→ Assigned task: The expected output is every entry, repeated word for word.

Dataset content Block Start

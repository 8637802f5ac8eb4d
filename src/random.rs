//! Random source helpers.
//!
//! Every random draw of a run (seeding, selection, crossover point,
//! mutation roll and target) comes from one [`StdRng`] owned by the engine.

use rand::rngs::StdRng;
use rand::{Rng, SeedableRng};

/// Creates a deterministic RNG from a seed.
pub fn create_rng(seed: u64) -> StdRng {
    StdRng::seed_from_u64(seed)
}

/// Draws an integer uniformly from `[0, bound)`.
///
/// A non-positive bound yields `0` instead of panicking. Roulette-wheel
/// selection relies on this when the whole population has zero fitness.
pub fn draw_below<R: Rng + ?Sized>(rng: &mut R, bound: i64) -> i64 {
    if bound <= 0 {
        0
    } else {
        rng.random_range(0..bound)
    }
}

/// Draws an index uniformly from `[0, len)`.
///
/// # Panics
/// Panics if `len` is zero.
pub fn draw_index<R: Rng + ?Sized>(rng: &mut R, len: usize) -> usize {
    assert!(len > 0, "cannot draw an index from an empty range");
    rng.random_range(0..len)
}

Dataset content Block End

→ Written solution:
repository 8637802f5ac8eb4d
filename src/random.rs
//! Random source helpers.
//!
//! Every random draw of a run (seeding, selection, crossover point,
//! mutation roll and target) comes from one [`StdRng`] owned by the engine.

use rand::rngs::StdRng;
use rand::{Rng, SeedableRng};

/// Creates a deterministic RNG from a seed.
pub fn create_rng(seed: u64) -> StdRng {
    StdRng::seed_from_u64(seed)
}

/// Draws an integer uniformly from `[0, bound)`.
///
/// A non-positive bound yields `0` instead of panicking. Roulette-wheel
/// selection relies on this when the whole population has zero fitness.
pub fn draw_below<R: Rng + ?Sized>(rng: &mut R, bound: i64) -> i64 {
    if bound <= 0 {
        0
    } else {
        rng.random_range(0..bound)
    }
}

/// Draws an index uniformly from `[0, len)`.
///
/// # Panics
/// Panics if `len` is zero.
pub fn draw_index<R: Rng + ?Sized>(rng: &mut R, len: usize) -> usize {
    assert!(len > 0, "cannot draw an index from an empty range");
    rng.random_range(0..len)
}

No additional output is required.